▶ **Directions**
Count every line in the data below where "receipts" occurs, then state that number and nothing more.

Extracted records:
impl MockCasinoClient {
    pub fn new(chain_id: ChainId) -> Self {
        Self {
            chain_id,
            state: Mutex::new(MockState {
                default_account: Some(MOCK_ACCOUNT),
                gas_price: U256::from(1_000_000_000u64),
                vrf_cost: U256::zero(),
                house_edge: 0,
                requirements: BetRequirements {
                    is_allowed: true,
                    max_bet_amount: U256::MAX,
                    max_bet_count: U256::from(u16::MAX),
                },
                tokens: HashMap::new(),
                allowances: HashMap::new(),
                game_configs: HashMap::new(),
                keno: None,
                contracts: HashMap::new(),
                failures: HashMap::new(),
                receipts: HashMap::new(),
                receipt_logs: None,
                logs: Vec::new(),
                reads: Vec::new(),
                writes: Vec::new(),
                wagers: Vec::new(),
                approvals: Vec::new(),
                watchers: HashMap::new(),
                watch_calls: 0,
                unwatch_calls: 0,
                block: 100,
                next_tx: 1,
                next_bet_id: 1,
            }),
        }
    }

    fn state(&self) -> MutexGuard<'_, MockState> {
        self.state.lock().unwrap_or_else(|poisoned| poisoned.into_inner())
    }

    pub fn with_game(self, game: CasinoGame, contract: Address) -> Self {
        self.state().contracts.insert(contract, game);
        self
    }

    pub fn with_default_account(self, account: Option<Address>) -> Self {
        self.state().default_account = account;
        self
    }

    pub fn with_token(self, token: Token) -> Self {
        self.state().tokens.insert(token.address, token);
        self
    }

    pub fn set_vrf_cost(&self, cost: U256) {
        self.state().vrf_cost = cost;
    }

    pub fn set_gas_price(&self, price: U256) {
        self.state().gas_price = price;
    }

    pub fn set_house_edge(&self, house_edge: u16) {
        self.state().house_edge = house_edge;
    }

    pub fn set_requirements(&self, requirements: BetRequirements) {
        self.state().requirements = requirements;
    }

    pub fn set_allowance(&self, token: Address, owner: Address, spender: Address, amount: U256) {
        self.state().allowances.insert((token, owner, spender), amount);
    }

    pub fn allowance(&self, token: Address, owner: Address, spender: Address) -> U256 {
        self.state()
            .allowances
            .get(&(token, owner, spender))
            .copied()
            .unwrap_or_default()
    }

    pub fn set_game_config(&self, config_id: u32, weights: Vec<u64>, multipliers: Vec<u32>) {
        self.state().game_configs.insert(config_id, (weights, multipliers));
    }

    pub fn set_keno(&self, config: KenoConfiguration) {
        self.state().keno = Some(config);
    }

    /// Replace the logs of every following wager receipt
    pub fn set_receipt_logs(&self, logs: Vec<Log>) {
        self.state().receipt_logs = Some(logs);
    }

    /// Fail the next `times` calls of `operation`
    pub fn fail_times(&self, operation: MockFailure, times: usize) {
        self.state().failures.insert(operation, times);
    }

    pub fn fail_always(&self, operation: MockFailure) {
        self.fail_times(operation, usize::MAX);
    }

    pub fn clear_failures(&self) {
        self.state().failures.clear();
    }

    /// Store a log for history queries only
    pub fn add_history(&self, log: Log) {
        self.state().logs.push(log);
    }

    /// Store a log and push it to every matching subscription
    pub fn emit_log(&self, log: Log) {
        let mut state = self.state();
        for watcher in state.watchers.values() {
            if let (true, Some(sender)) = (watcher.filter.matches(&log), &watcher.sender) {
                let _ = sender.try_send(Ok(vec![log.clone()]));
            }
        }
        state.logs.push(log);
    }

    /// Report an error on every live subscription
    pub fn push_subscription_error(&self, message: &str) {
        let state = self.state();
        for sender in state.watchers.values().filter_map(|w| w.sender.as_ref()) {
            let _ = sender.try_send(Err(ClientError::Subscription(message.to_string())));
        }
    }

    /// End every live stream while keeping the subscriptions registered
    pub fn close_subscriptions(&self) {
        for watcher in self.state().watchers.values_mut() {
            watcher.sender = None;
        }
    }

    pub fn reads(&self) -> Vec<ContractCall> {
        self.state().reads.clone()
    }

    pub fn writes(&self) -> Vec<WriteRequest> {
        self.state().writes.clone()
    }

    pub fn wagers(&self) -> Vec<RecordedWager> {
        self.state().wagers.clone()
    }

    pub fn approvals(&self) -> Vec<RecordedApproval> {
        self.state().approvals.clone()
    }

    pub fn watch_calls(&self) -> usize {
        self.state().watch_calls
    }

    pub fn unwatch_calls(&self) -> usize {
        self.state().unwatch_calls
    }

    pub fn active_subscriptions(&self) -> usize {
        self.state().watchers.len()
    }

    pub fn current_block(&self) -> u64 {
        self.state().block
    }

    fn check(state: &mut MockState, operation: MockFailure) -> ClientResult<()> {
        match state.failures.get_mut(&operation) {
            Some(remaining) if *remaining > 0 => {
                if *remaining != usize::MAX {
                    *remaining -= 1;
                }
                Err(ClientError::Rpc(format!("injected {:?} failure", operation)))
            }
            _ => Ok(()),
        }
    }

    fn next_hash(state: &mut MockState) -> H256 {
        let hash = H256::from_low_u64_be(state.next_tx);
        state.next_tx += 1;
        hash
    }

    fn mine(state: &mut MockState, request: &WriteRequest, hash: H256, logs: Vec<Log>) {
        state.block += 1;
        let receipt = TransactionReceipt {
            transaction_hash: hash,
            block_number: Some(U64::from(state.block)),
            status: Some(U64::one()),
            from: request.from.unwrap_or_default(),
            to: Some(request.to),
            logs,
            ..Default::default()
        };
        state.receipts.insert(hash, receipt);
    }

    fn wager_game(state: &MockState, request: &WriteRequest) -> Option<CasinoGame> {
        if let Some(game) = state.contracts.get(&request.to) {
            return Some(*game);
        }
        let prefix = request.data.get(..4)?;
        CasinoGame::ALL
            .into_iter()
            .find(|game| abi::selector(&GameAbi::of(*game).wager_signature()) == prefix)
    }

    fn accept_wager(
        state: &mut MockState,
        game: CasinoGame,
        request: &WriteRequest,
    ) -> ClientResult<H256> {
        Self::check(state, MockFailure::Wager)?;
        let call = abi::decode_wager_call(game, &request.data)
            .map_err(|e| ClientError::Rpc(format!("bad wager call data: {}", e)))?;
        let hash = Self::next_hash(state);
        let id = U256::from(state.next_bet_id);
        state.next_bet_id += 1;

        let stake = call
            .bet
            .bet_amount
            .saturating_mul(U256::from(call.bet.bet_count));
        let charged_vrf_cost = if call.bet.token.is_zero() {
            request.value.saturating_sub(stake)
        } else {
            request.value
        };

        let logs = match &state.receipt_logs {
            Some(logs) => logs.clone(),
            None => vec![abi::encode_place_bet_log(
                game,
                request.to,
                &PlaceBetLog {
                    id,
                    receiver: call.receiver,
                    affiliate: call.affiliate,
                    token: call.bet.token,
                    amount: call.bet.bet_amount,
                    charged_vrf_cost,
                    bet_count: call.bet.bet_count,
                    stop_gain: call.bet.stop_gain,
                    stop_loss: call.bet.stop_loss,
                    input: call.input,
                    tx_hash: hash,
                    block_number: state.block + 1,
                },
            )],
        };

        state.wagers.push(RecordedWager {
            game,
            contract: request.to,
            call,
            value: request.value,
            gas_price: request.gas_price,
            tx_hash: hash,
        });
        Self::mine(state, request, hash, logs);
        Ok(hash)
    }

    fn accept_approve(state: &mut MockState, request: &WriteRequest) -> ClientResult<H256> {
        Self::check(state, MockFailure::Approve)?;
        let (spender, amount) = abi::decode_approve_call(&request.data)
            .map_err(|e| ClientError::Rpc(format!("bad approve call data: {}", e)))?;
        let owner = request.from.unwrap_or_default();
        // ERC-20 approve overwrites the previous allowance
        state.allowances.insert((request.to, owner, spender), amount);
        state.approvals.push(RecordedApproval {
            token: request.to,
            owner,
            spender,
            amount,
        });
        let hash = Self::next_hash(state);
        Self::mine(state, request, hash, Vec::new());
        Ok(hash)
    }

    fn answer(state: &mut MockState, call: &ContractCall) -> ClientResult<Bytes> {
        let prefix = call
            .data
            .get(..4)
            .ok_or_else(|| ClientError::Rpc("call data too short".to_string()))?;
        let args = &call.data[4..];

        if prefix == abi::selector(abi::ERC20_ALLOWANCE) {
            Self::check(state, MockFailure::Allowance)?;
            let (owner, spender) = abi::decode_allowance_call(&call.data)
                .map_err(|e| ClientError::Rpc(e.to_string()))?;
            let current = state
                .allowances
                .get(&(call.to, owner, spender))
                .copied()
                .unwrap_or_default();
            return Ok(abi::encode_u256(current));
        }
        if prefix == abi::selector(abi::GET_BET_REQUIREMENTS) {
            Self::check(state, MockFailure::Requirements)?;
            return Ok(abi::encode_bet_requirements(&state.requirements));
        }
        if prefix == abi::selector(abi::GET_VRF_COST) {
            Self::check(state, MockFailure::VrfCost)?;
            return Ok(abi::encode_u256(state.vrf_cost));
        }
        if prefix == abi::selector(abi::HOUSE_EDGE) {
            return Ok(abi::encode_u256(U256::from(state.house_edge)));
        }
        if prefix == abi::selector(abi::GAME_CONFIGS) {
            let config_id = args
                .get(..32)
                .map(|word| U256::from_big_endian(word).low_u32())
                .ok_or_else(|| ClientError::Rpc("missing config id".to_string()))?;
            let (weights, multipliers) = state
                .game_configs
                .get(&config_id)
                .ok_or_else(|| ClientError::NotFound(format!("game config {}", config_id)))?;
            return Ok(abi::encode_game_config_response(weights, multipliers));
        }
        if prefix == abi::selector(abi::KENO_CONFIGURATION) {
            let keno = state
                .keno
                .as_ref()
                .ok_or_else(|| ClientError::NotFound("keno configuration".to_string()))?;
            return Ok(abi::encode_keno_configuration_response(keno));
        }
        if prefix == abi::selector(abi::ERC20_SYMBOL) {
            let token = state
                .tokens
                .get(&call.to)
                .ok_or_else(|| ClientError::NotFound(format!("token {:?}", call.to)))?;
            return Ok(abi::encode_string(&token.symbol));
        }
        if prefix == abi::selector(abi::ERC20_DECIMALS) {
            let token = state
                .tokens
                .get(&call.to)
                .ok_or_else(|| ClientError::NotFound(format!("token {:?}", call.to)))?;
            return Ok(abi::encode_u256(U256::from(token.decimals)));
        }
        Err(ClientError::Rpc(format!("unknown selector 0x{}", hex::encode(prefix))))
    }
}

▶ **Result of the task**
2